Badische Zeitung, 12.7.2000

Abschiebung von EU-Bürgern

Bequeme Lösung

Die deutschen Rechtsbehörden sind immer noch nicht in Europa angekommen. Das zeigt ihr unterschiedsloser Umgang mit ausländischen Straftätern. Italiener? Türke? Algerier? Egal: wer sich bestimmter schwerer Straftaten schuldig gemacht hat, wird ins Flugzeug oder in den Zug gesteckt und in sein Heimatland abgeschoben. Dabei bemüht sich die Politik doch um ein Europa ohne Grenzen. Aber baden-württembergische Regierungspräsidien wissen davon nichts: Das alte nationalstaatliche Instrument der Abschiebung gilt ihnen als legitimes Mittel, Kriminelle loszuwerden. Die Klagedrohung der EU-Kommission gegen diese Praxis ist daher vollauf gerechtfertigt. Aber es gibt auch eine menschliche Seite, die den Aberwitz dieser Abschiebungen erst recht verdeutlicht.
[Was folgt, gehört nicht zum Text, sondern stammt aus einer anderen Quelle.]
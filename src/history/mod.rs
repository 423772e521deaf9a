//! Bounded undo history.
//!
//! The history holds at most three pre-move snapshots. Pushing a fourth
//! evicts the oldest (FIFO); undo pops the newest (LIFO). The history
//! owns its snapshots exclusively and knows nothing about undo budgets,
//! which are session state.

use crate::core::Board;
use serde::{Deserialize, Serialize};
use std::collections::VecDeque;

/// Maximum number of snapshots retained for undo.
pub const HISTORY_CAP: usize = 3;

/// Immutable copy of the session fields a single undo step restores,
/// captured just before a move is applied.
#[derive(Clone, Copy, PartialEq, Eq, Debug, Serialize, Deserialize)]
#[serde(rename_all = "camelCase")]
pub struct Snapshot {
    pub board: Board,
    pub score: u32,
    pub time_remaining: u32,
    pub timed: bool,
}

/// Ordered sequence of at most [`HISTORY_CAP`] snapshots, oldest first.
///
/// # Example
///
/// ```rust
/// use slide48::core::Board;
/// use slide48::history::{History, Snapshot};
///
/// let mut history = History::new();
/// for score in 0..4 {
///     history.push(Snapshot {
///         board: Board::empty(),
///         score,
///         time_remaining: 0,
///         timed: false,
///     });
/// }
///
/// // The oldest snapshot (score 0) was evicted.
/// assert_eq!(history.len(), 3);
/// assert_eq!(history.pop().unwrap().score, 3);
/// ```
#[derive(Clone, PartialEq, Eq, Debug, Default, Serialize, Deserialize)]
#[serde(transparent)]
pub struct History {
    snapshots: VecDeque<Snapshot>,
}

impl History {
    /// Create an empty history.
    pub fn new() -> Self {
        Self::default()
    }

    /// Rebuild a history from stored snapshots, keeping only the most
    /// recent [`HISTORY_CAP`] entries.
    pub fn from_snapshots(snapshots: Vec<Snapshot>) -> Self {
        let mut deque: VecDeque<Snapshot> = snapshots.into();
        while deque.len() > HISTORY_CAP {
            deque.pop_front();
        }
        Self { snapshots: deque }
    }

    /// Append a snapshot, evicting the oldest when the cap is exceeded.
    pub fn push(&mut self, snapshot: Snapshot) {
        if self.snapshots.len() == HISTORY_CAP {
            self.snapshots.pop_front();
        }
        self.snapshots.push_back(snapshot);
    }

    /// Remove and return the most recent snapshot.
    pub fn pop(&mut self) -> Option<Snapshot> {
        self.snapshots.pop_back()
    }

    /// Number of retained snapshots.
    pub fn len(&self) -> usize {
        self.snapshots.len()
    }

    /// True when no snapshot is retained.
    pub fn is_empty(&self) -> bool {
        self.snapshots.is_empty()
    }

    /// The retained snapshots, oldest first.
    pub fn snapshots(&self) -> impl Iterator<Item = &Snapshot> {
        self.snapshots.iter()
    }
}
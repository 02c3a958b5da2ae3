//! Label wire types and per-operation options bags.
//!
//! Every options field is optional: `None` means the parameter is left out
//! of the request entirely, never sent as an empty value. The wire field
//! names are fixed by the remote API (`name`, `color`, `new_name`).

use serde::{Deserialize, Serialize};

/// A named, colored tag attachable to issues within a project.
#[derive(Debug, Clone, PartialEq, Eq, Serialize, Deserialize)]
pub struct Label {
    /// Label name; also the identity key for update and delete.
    pub name: String,
    /// Color encoded as the service returns it, e.g. `#ff0000`.
    pub color: String,
}

/// Parameters for listing the labels of a project.
#[derive(Debug, Clone, Default, Serialize)]
pub struct ListLabelsOptions {
    #[serde(skip_serializing_if = "Option::is_none")]
    pub page: Option<u64>,
    #[serde(skip_serializing_if = "Option::is_none")]
    pub per_page: Option<u64>,
}

impl ListLabelsOptions {
    pub fn new() -> Self {
        Self::default()
    }

    pub fn with_page(mut self, page: u64) -> Self {
        self.page = Some(page);
        self
    }

    pub fn with_per_page(mut self, per_page: u64) -> Self {
        self.per_page = Some(per_page);
        self
    }
}

/// Parameters for creating a label.
#[derive(Debug, Clone, Default, Serialize)]
pub struct CreateLabelOptions {
    #[serde(skip_serializing_if = "Option::is_none")]
    pub name: Option<String>,
    #[serde(skip_serializing_if = "Option::is_none")]
    pub color: Option<String>,
}

impl CreateLabelOptions {
    pub fn new(name: impl Into<String>, color: impl Into<String>) -> Self {
        Self {
            name: Some(name.into()),
            color: Some(color.into()),
        }
    }
}

/// Parameters for updating a label, addressed by its current `name`.
///
/// The service requires at least one of `new_name` or `color`; that rule is
/// enforced remotely, not here, so an update that specifies nothing to
/// change surfaces as a status error from the API.
#[derive(Debug, Clone, Default, Serialize)]
pub struct UpdateLabelOptions {
    #[serde(skip_serializing_if = "Option::is_none")]
    pub name: Option<String>,
    #[serde(skip_serializing_if = "Option::is_none")]
    pub new_name: Option<String>,
    #[serde(skip_serializing_if = "Option::is_none")]
    pub color: Option<String>,
}

impl UpdateLabelOptions {
    pub fn new(name: impl Into<String>) -> Self {
        Self {
            name: Some(name.into()),
            ..Self::default()
        }
    }

    pub fn with_new_name(mut self, new_name: impl Into<String>) -> Self {
        self.new_name = Some(new_name.into());
        self
    }

    pub fn with_color(mut self, color: impl Into<String>) -> Self {
        self.color = Some(color.into());
        self
    }
}

/// Parameters for deleting a label by name.
#[derive(Debug, Clone, Default, Serialize)]
pub struct DeleteLabelOptions {
    #[serde(skip_serializing_if = "Option::is_none")]
    pub name: Option<String>,
}

impl DeleteLabelOptions {
    pub fn new(name: impl Into<String>) -> Self {
        Self {
            name: Some(name.into()),
        }
    }
}
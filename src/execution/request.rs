//! The request executor.
//!
//! Translates a (method, relative path, parameters) triple into exactly one
//! HTTP round trip against the configured endpoint: endpoint join,
//! credential header injection, method-directed parameter encoding, status
//! classification, and typed decoding. No retries, no caching, no per-call
//! mutable state; concurrent calls share only the read-only client
//! configuration and the transport's connection pool. Dropping the returned
//! future cancels the in-flight request.

use reqwest::Method;
use reqwest::header::{CONTENT_TYPE, HeaderValue};
use serde::Serialize;
use serde::de::DeserializeOwned;

use crate::client::GitLab;
use crate::error::{GitLabError, extract_error_message};
use crate::execution::headers::build_headers;
use crate::types::{ApiResponse, ResponseMeta};

/// Parameter bags travel in the query string for body-less methods and as a
/// JSON body everywhere else.
fn params_in_query(method: &Method) -> bool {
    method == Method::GET || method == Method::DELETE || method == Method::HEAD
}

impl GitLab {
    /// Build a request against the configured endpoint.
    ///
    /// `path` is relative to the versioned API root (e.g.
    /// `projects/42/labels`). `params` is encoded per `method`; `None`
    /// sends no parameters at all.
    pub(crate) fn build_request<P>(
        &self,
        method: Method,
        path: &str,
        params: Option<&P>,
    ) -> Result<reqwest::Request, GitLabError>
    where
        P: Serialize + ?Sized,
    {
        let inner = self.inner();
        let url = inner.endpoint.join(path).map_err(|e| {
            GitLabError::Configuration(format!("invalid request path '{path}': {e}"))
        })?;

        let mut headers = build_headers(&inner.config, inner.credentials.as_ref())?;
        let mut builder = inner.http.request(method.clone(), url);

        if let Some(params) = params {
            if params_in_query(&method) {
                builder = builder.query(params);
            } else {
                let body = serde_json::to_vec(params).map_err(|e| {
                    GitLabError::Encoding(format!("failed to serialize request body: {e}"))
                })?;
                headers.insert(CONTENT_TYPE, HeaderValue::from_static("application/json"));
                builder = builder.body(body);
            }
        }

        let request = builder.headers(headers).build().map_err(|e| {
            GitLabError::Encoding(format!("failed to encode request parameters: {e}"))
        })?;
        tracing::debug!(method = %request.method(), url = %request.url(), "built api request");
        Ok(request)
    }

    /// Execute a request and decode the success body into `T`.
    pub(crate) async fn execute<T>(
        &self,
        request: reqwest::Request,
    ) -> Result<ApiResponse<T>, GitLabError>
    where
        T: DeserializeOwned,
    {
        let (meta, text) = self.round_trip(request).await?;
        match serde_json::from_str(&text) {
            Ok(body) => Ok(ApiResponse { body, meta }),
            Err(e) => Err(GitLabError::Decode {
                meta,
                message: format!("response body did not match the expected shape: {e}"),
            }),
        }
    }

    /// Execute a request whose success body is irrelevant (DELETE-style
    /// calls); only the envelope is returned.
    pub(crate) async fn execute_no_content(
        &self,
        request: reqwest::Request,
    ) -> Result<ResponseMeta, GitLabError> {
        let (meta, _text) = self.round_trip(request).await?;
        Ok(meta)
    }

    /// One network round trip. Returns the envelope and the raw body on any
    /// received response; classifies non-success statuses, extracting the
    /// structured error message when the body carries one.
    async fn round_trip(
        &self,
        request: reqwest::Request,
    ) -> Result<(ResponseMeta, String), GitLabError> {
        let method = request.method().clone();
        let url = request.url().clone();

        let response = self
            .inner()
            .http
            .execute(request)
            .await
            .map_err(|e| GitLabError::Transport(e.to_string()))?;

        let status = response.status();
        let meta = ResponseMeta::from_parts(status.as_u16(), response.headers().clone());
        // A read failure after headers arrived is still a transport failure.
        let text = response
            .text()
            .await
            .map_err(|e| GitLabError::Transport(e.to_string()))?;

        if !status.is_success() {
            let message = extract_error_message(&text)
                .or_else(|| status.canonical_reason().map(String::from));
            tracing::warn!(status = meta.status, %method, %url, "api request failed");
            return Err(GitLabError::Status { meta, message });
        }

        tracing::debug!(status = meta.status, %method, %url, "api request completed");
        Ok((meta, text))
    }
}
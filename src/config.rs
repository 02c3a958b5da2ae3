//! HTTP configuration types.
//!
//! `HttpConfig` collects the transport-level knobs consumed once when the
//! shared `reqwest::Client` is built: timeouts, proxy, user agent, and
//! default headers attached to every request.

use serde::{Deserialize, Serialize};
use std::collections::HashMap;
use std::time::Duration;

pub(crate) mod defaults {
    use std::time::Duration;

    pub const REQUEST_TIMEOUT: Duration = Duration::from_secs(30);
    pub const CONNECT_TIMEOUT: Duration = Duration::from_secs(10);
    pub const USER_AGENT: &str = concat!("gitlab-client/", env!("CARGO_PKG_VERSION"));
}

/// HTTP configuration
#[derive(Debug, Clone, Serialize, Deserialize)]
pub struct HttpConfig {
    /// Request timeout
    #[serde(with = "duration_option_serde")]
    pub timeout: Option<Duration>,
    /// Connection timeout
    #[serde(with = "duration_option_serde")]
    pub connect_timeout: Option<Duration>,
    /// Custom headers attached to every request
    pub headers: HashMap<String, String>,
    /// Proxy settings
    pub proxy: Option<String>,
    /// User agent
    pub user_agent: Option<String>,
}

/// Builder for `HttpConfig` to construct configuration in a unified and safe way
#[derive(Debug, Clone, Default)]
pub struct HttpConfigBuilder {
    timeout: Option<Duration>,
    connect_timeout: Option<Duration>,
    headers: HashMap<String, String>,
    proxy: Option<String>,
    user_agent: Option<String>,
}

impl HttpConfigBuilder {
    /// Create a new builder
    pub fn new() -> Self {
        Self::default()
    }

    pub fn timeout(mut self, timeout: Option<Duration>) -> Self {
        self.timeout = timeout;
        self
    }
    pub fn connect_timeout(mut self, connect_timeout: Option<Duration>) -> Self {
        self.connect_timeout = connect_timeout;
        self
    }
    pub fn user_agent<S: Into<String>>(mut self, user_agent: Option<S>) -> Self {
        self.user_agent = user_agent.map(|s| s.into());
        self
    }
    pub fn proxy<S: Into<String>>(mut self, proxy: Option<S>) -> Self {
        self.proxy = proxy.map(|s| s.into());
        self
    }
    pub fn header<K: Into<String>, V: Into<String>>(mut self, key: K, value: V) -> Self {
        self.headers.insert(key.into(), value.into());
        self
    }
    pub fn headers(mut self, headers: HashMap<String, String>) -> Self {
        self.headers.extend(headers);
        self
    }

    /// Build the configuration
    pub fn build(self) -> HttpConfig {
        HttpConfig {
            timeout: self.timeout,
            connect_timeout: self.connect_timeout,
            headers: self.headers,
            proxy: self.proxy,
            user_agent: self.user_agent,
        }
    }
}

impl HttpConfig {
    /// Returns a builder for constructing `HttpConfig`
    pub fn builder() -> HttpConfigBuilder {
        HttpConfigBuilder::new()
    }
}

// Helper module for Duration serialization
mod duration_option_serde {
    use serde::{Deserialize, Deserializer, Serialize, Serializer};
    use std::time::Duration;

    pub fn serialize<S>(duration: &Option<Duration>, serializer: S) -> Result<S::Ok, S::Error>
    where
        S: Serializer,
    {
        match duration {
            Some(d) => d.as_secs().serialize(serializer),
            None => serializer.serialize_none(),
        }
    }

    pub fn deserialize<'de, D>(deserializer: D) -> Result<Option<Duration>, D::Error>
    where
        D: Deserializer<'de>,
    {
        let secs: Option<u64> = Option::deserialize(deserializer)?;
        Ok(secs.map(Duration::from_secs))
    }
}

impl Default for HttpConfig {
    fn default() -> Self {
        Self {
            timeout: Some(defaults::REQUEST_TIMEOUT),
            connect_timeout: Some(defaults::CONNECT_TIMEOUT),
            headers: HashMap::new(),
            proxy: None,
            user_agent: Some(defaults::USER_AGENT.to_string()),
        }
    }
}

#[cfg(test)]
mod tests {
    use super::*;

    #[test]
    fn builder_overrides_defaults() {
        let config = HttpConfig::builder()
            .timeout(Some(Duration::from_secs(5)))
            .user_agent(Some("custom-agent"))
            .header("x-request-source", "ci")
            .build();
        assert_eq!(config.timeout, Some(Duration::from_secs(5)));
        assert_eq!(config.user_agent.as_deref(), Some("custom-agent"));
        assert_eq!(
            config.headers.get("x-request-source").map(String::as_str),
            Some("ci")
        );
        // Unset knobs stay unset on the builder path.
        assert_eq!(config.proxy, None);
    }

    #[test]
    fn default_carries_timeouts_and_agent() {
        let config = HttpConfig::default();
        assert_eq!(config.timeout, Some(defaults::REQUEST_TIMEOUT));
        assert_eq!(config.connect_timeout, Some(defaults::CONNECT_TIMEOUT));
        assert!(config.user_agent.as_deref().unwrap().starts_with("gitlab-client/"));
    }
}
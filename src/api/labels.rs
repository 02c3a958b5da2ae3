//! Project label operations.
//!
//! Bindings for the label endpoints of a project:
//! - `GET    /projects/:id/labels`
//! - `POST   /projects/:id/labels`
//! - `PUT    /projects/:id/labels`
//! - `DELETE /projects/:id/labels`
//!
//! Update and delete address a label by its current `name` carried in the
//! options bag, not in the path.

use reqwest::Method;

use crate::client::GitLab;
use crate::error::GitLabError;
use crate::types::{
    ApiResponse, CreateLabelOptions, DeleteLabelOptions, Label, ListLabelsOptions, ProjectRef,
    ResponseMeta, UpdateLabelOptions,
};

/// Handle for the label operations of the API.
///
/// Obtained from [`GitLab::labels`]; cheap to clone and safe to use
/// concurrently.
#[derive(Debug, Clone)]
pub struct Labels {
    client: GitLab,
}

impl Labels {
    pub(crate) fn new(client: GitLab) -> Self {
        Self { client }
    }

    fn collection_path(project: &ProjectRef) -> Result<String, GitLabError> {
        Ok(format!("projects/{}/labels", project.path_segment()?))
    }

    /// List the labels of a project, in the order the service returns them.
    pub async fn list(
        &self,
        project: impl Into<ProjectRef>,
        options: Option<&ListLabelsOptions>,
    ) -> Result<ApiResponse<Vec<Label>>, GitLabError> {
        let path = Self::collection_path(&project.into())?;
        let request = self.client.build_request(Method::GET, &path, options)?;
        self.client.execute(request).await
    }

    /// Create a label. A duplicate name is rejected by the service and
    /// surfaces as a status error.
    pub async fn create(
        &self,
        project: impl Into<ProjectRef>,
        options: &CreateLabelOptions,
    ) -> Result<ApiResponse<Label>, GitLabError> {
        let path = Self::collection_path(&project.into())?;
        let request = self
            .client
            .build_request(Method::POST, &path, Some(options))?;
        self.client.execute(request).await
    }

    /// Update the label named in `options`. Only supplied fields change;
    /// the service rejects an update that specifies nothing to change.
    pub async fn update(
        &self,
        project: impl Into<ProjectRef>,
        options: &UpdateLabelOptions,
    ) -> Result<ApiResponse<Label>, GitLabError> {
        let path = Self::collection_path(&project.into())?;
        let request = self
            .client
            .build_request(Method::PUT, &path, Some(options))?;
        self.client.execute(request).await
    }

    /// Delete the label named in `options`. Whatever status the service
    /// returns is surfaced untranslated.
    pub async fn delete(
        &self,
        project: impl Into<ProjectRef>,
        options: &DeleteLabelOptions,
    ) -> Result<ResponseMeta, GitLabError> {
        let path = Self::collection_path(&project.into())?;
        let request = self
            .client
            .build_request(Method::DELETE, &path, Some(options))?;
        self.client.execute_no_content(request).await
    }
}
So empfinden Kriminelle mit italienischem Pass das Land, in das sie abgeschoben werden, nicht als Heimat, sondern als ein ihnen fremdes Land, dessen Sprache sie nicht beherrschen und das für sie auch gesellschaftlich nicht verantwortlich ist. Denn sie sind in Deutschland geboren, sind hier aufgewachsen - sind eigentlich Deutsche, nur fehlt ihnen die Urkunde. Straffällig geworden, werden sie nach ihrer Haft gleichsam verbannt: eine zweite Bestrafung also. Zudem eine, die dauerhaft eine Rückkehr in bürgerliche Normalität versperrt. Denn in Italien sind solche vorbestraften Menschen mangels Sprachkenntnisse erst recht ohne Chance.